** Opening SUPPLIED INFORMATION block **

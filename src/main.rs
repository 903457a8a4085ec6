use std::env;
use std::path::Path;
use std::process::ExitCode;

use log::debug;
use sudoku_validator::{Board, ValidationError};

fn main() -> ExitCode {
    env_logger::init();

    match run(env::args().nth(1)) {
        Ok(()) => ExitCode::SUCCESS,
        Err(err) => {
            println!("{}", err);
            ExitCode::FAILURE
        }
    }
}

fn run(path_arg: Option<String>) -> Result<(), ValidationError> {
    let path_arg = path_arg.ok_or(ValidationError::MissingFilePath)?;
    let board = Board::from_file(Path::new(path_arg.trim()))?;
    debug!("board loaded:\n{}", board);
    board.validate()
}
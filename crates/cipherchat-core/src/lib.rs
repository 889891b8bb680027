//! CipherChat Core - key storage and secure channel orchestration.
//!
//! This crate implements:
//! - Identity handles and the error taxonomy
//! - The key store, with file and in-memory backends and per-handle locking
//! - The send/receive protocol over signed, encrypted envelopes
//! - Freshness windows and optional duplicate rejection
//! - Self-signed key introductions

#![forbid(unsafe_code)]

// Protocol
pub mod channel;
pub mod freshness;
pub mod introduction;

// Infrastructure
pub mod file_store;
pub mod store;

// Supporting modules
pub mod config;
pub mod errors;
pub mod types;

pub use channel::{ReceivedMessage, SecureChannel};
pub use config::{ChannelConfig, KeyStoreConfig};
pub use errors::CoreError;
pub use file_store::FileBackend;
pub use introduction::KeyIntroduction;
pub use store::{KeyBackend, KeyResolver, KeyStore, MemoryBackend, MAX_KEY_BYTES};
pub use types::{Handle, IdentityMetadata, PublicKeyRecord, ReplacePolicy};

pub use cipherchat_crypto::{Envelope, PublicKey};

** Closing SUPPLIED INFORMATION block **

(WHAT YOU WILL DO) Note every line of the entries in which "repository" appears, and copy it down.

(RESPONSE)
repository 903457a8a4085ec6
repository 889891b8bb680027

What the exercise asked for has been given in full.